4. Testing, Accessibility & Iteration
Used WCAG tools and plugins for contrast, font legibility, and color blindness checks
Theme switching tests across real flows
Usability tests with gamers and admins:
Iterated tournament status badges based on feedback
Adjusted spacing in visual keyboards for finger touch zones
5. Documentation & Dev Collaboration
Design System File:
One DLS Figma file which had:
Multiple Component pages: Buttons, Colors, Typography, Status Indicators, Elevated UI, etc.
One Workspace page for in-progress design work on any new UI using the DLS components.
Post design completion, final design flows were moved to a GTM (Go to Market) file.
Developer Handoff:
Documentation: Google Slides + in-person walkthroughs
Figma variables were used throughout to ease implementation for easy switching between states and themes.
Developers participated in component adjustments post-DLS launch, so DLS kept getting updated in the coming months.
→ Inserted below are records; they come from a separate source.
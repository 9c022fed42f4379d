//! Template variable substitution
//!
//! Dashboard variables (`$host`, `${host}`, `${host:regex}`, `[[host]]`)
//! embedded in filters, aggregators and measurement names are resolved just
//! before a request is rendered. The substitution service is injected through
//! the [`TemplateSrv`] trait; two implementations ship with the crate:
//!
//! - [`NoopTemplateSrv`]: returns its input unchanged
//! - [`VariableTemplateSrv`]: resolves variables from scoped values first,
//!   then from registered dashboard variables
//!
//! Unknown variables are left untouched, so text without variables is
//! returned as-is.

use std::collections::HashMap;

use lazy_static::lazy_static;
use regex::{Captures, Regex};
use serde::de::DeserializeOwned;
use serde::{Deserialize, Serialize};
use tracing::trace;

use crate::error::Result;

lazy_static! {
    /// `$name`, `[[name]]`, `[[name:fmt]]`, `${name}`, `${name:fmt}`
    static ref VARIABLE_PATTERN: Regex =
        Regex::new(r"\$(\w+)|\[\[(\w+)(?::(\w+))?\]\]|\$\{(\w+)(?::(\w+))?\}").unwrap();
}

/// Value of a template variable
#[derive(Debug, Clone, PartialEq, Eq, Serialize, Deserialize)]
#[serde(untagged)]
pub enum VariableValue {
    /// Single selection
    Single(String),
    /// Multi-value selection
    Multi(Vec<String>),
}

impl From<&str> for VariableValue {
    fn from(value: &str) -> Self {
        VariableValue::Single(value.to_string())
    }
}

/// A variable value scoped to one panel or repeat iteration
#[derive(Debug, Clone, PartialEq, Eq, Serialize, Deserialize)]
pub struct ScopedVar {
    /// Display text
    pub text: String,
    /// Raw value
    pub value: VariableValue,
}

impl ScopedVar {
    /// Scoped variable whose text equals its value
    pub fn new(value: &str) -> Self {
        Self {
            text: value.to_string(),
            value: VariableValue::Single(value.to_string()),
        }
    }
}

/// Variables scoped to a render call
pub type ScopedVars = HashMap<String, ScopedVar>;

/// Template substitution service
pub trait TemplateSrv: Send + Sync {
    /// Replace variables in `target` with their values, formatted by `format`
    fn replace(&self, target: &str, scoped_vars: &ScopedVars, format: Option<&str>) -> String;

    /// Replace variables in `target` with their display text
    fn replace_with_text(&self, target: &str, scoped_vars: &ScopedVars) -> String;
}

/// Substitution service that changes nothing
#[derive(Debug, Clone, Copy, Default)]
pub struct NoopTemplateSrv;

impl TemplateSrv for NoopTemplateSrv {
    fn replace(&self, target: &str, _scoped_vars: &ScopedVars, _format: Option<&str>) -> String {
        target.to_string()
    }

    fn replace_with_text(&self, target: &str, _scoped_vars: &ScopedVars) -> String {
        target.to_string()
    }
}

/// Substitution service backed by a set of dashboard variables
#[derive(Debug, Clone, Default)]
pub struct VariableTemplateSrv {
    variables: HashMap<String, ScopedVar>,
}

impl VariableTemplateSrv {
    /// Create a service with no dashboard variables
    pub fn new() -> Self {
        Self::default()
    }

    /// Add a dashboard variable
    pub fn with_variable(mut self, name: &str, value: impl Into<VariableValue>) -> Self {
        self.set_variable(name, value);
        self
    }

    /// Add or replace a dashboard variable
    pub fn set_variable(&mut self, name: &str, value: impl Into<VariableValue>) {
        let value = value.into();
        let text = match &value {
            VariableValue::Single(v) => v.clone(),
            VariableValue::Multi(vs) => vs.join(" + "),
        };
        self.variables
            .insert(name.to_string(), ScopedVar { text, value });
    }

    fn lookup<'a>(&'a self, name: &str, scoped_vars: &'a ScopedVars) -> Option<&'a ScopedVar> {
        scoped_vars.get(name).or_else(|| self.variables.get(name))
    }

    fn substitute<F>(&self, target: &str, scoped_vars: &ScopedVars, render: F) -> String
    where
        F: Fn(&ScopedVar, Option<&str>) -> String,
    {
        VARIABLE_PATTERN
            .replace_all(target, |caps: &Captures| {
                let name = caps
                    .get(1)
                    .or_else(|| caps.get(2))
                    .or_else(|| caps.get(4))
                    .map(|m| m.as_str())
                    .unwrap_or_default();
                let format = caps.get(3).or_else(|| caps.get(5)).map(|m| m.as_str());

                match self.lookup(name, scoped_vars) {
                    Some(var) => {
                        trace!(variable = name, "Substituting template variable");
                        render(var, format)
                    }
                    None => caps[0].to_string(),
                }
            })
            .into_owned()
    }
}

impl TemplateSrv for VariableTemplateSrv {
    fn replace(&self, target: &str, scoped_vars: &ScopedVars, format: Option<&str>) -> String {
        self.substitute(target, scoped_vars, |var, inline_format| {
            format_value(&var.value, inline_format.or(format))
        })
    }

    fn replace_with_text(&self, target: &str, scoped_vars: &ScopedVars) -> String {
        self.substitute(target, scoped_vars, |var, _| var.text.clone())
    }
}

/// Format a variable value for interpolation
///
/// Multi-value selections default to glob syntax `{a,b}`.
pub fn format_value(value: &VariableValue, format: Option<&str>) -> String {
    match (value, format) {
        (VariableValue::Single(v), Some("regex")) => regex::escape(v),
        (VariableValue::Single(v), _) => v.clone(),
        (VariableValue::Multi(vs), Some("regex")) => {
            let escaped: Vec<String> = vs.iter().map(|v| regex::escape(v)).collect();
            format!("({})", escaped.join("|"))
        }
        (VariableValue::Multi(vs), Some("pipe")) => vs.join("|"),
        (VariableValue::Multi(vs), Some("csv")) => vs.join(","),
        (VariableValue::Multi(vs), _) if vs.len() == 1 => vs[0].clone(),
        (VariableValue::Multi(vs), _) => format!("{{{}}}", vs.join(",")),
    }
}

/// Run a serializable value through the substitution service
///
/// The value is serialized to JSON, substituted as text and parsed back,
/// so variables inside any string field are resolved.
pub fn substitute_json<T>(value: &T, template_srv: &dyn TemplateSrv, scoped_vars: &ScopedVars) -> Result<T>
where
    T: Serialize + DeserializeOwned,
{
    let json = serde_json::to_string(value)?;
    let replaced = template_srv.replace(&json, scoped_vars, None);
    Ok(serde_json::from_str(&replaced)?)
}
6. Governance & Future-Proofing
Edit control: Only design leads could update DLS
New additions required design lead approval
Guidelines ensured new games/modules followed the same visual DNA
Conclusion: A Living System
Lysto’s DLS wasn't just a component library—it was a flexible identity engine that helped deliver immersive, consistent, and accessible gaming experiences. With dual themes, structured tokens, collaborative iteration, and deep testing, the DLS allowed the brand to scale confidently into new features and community modules.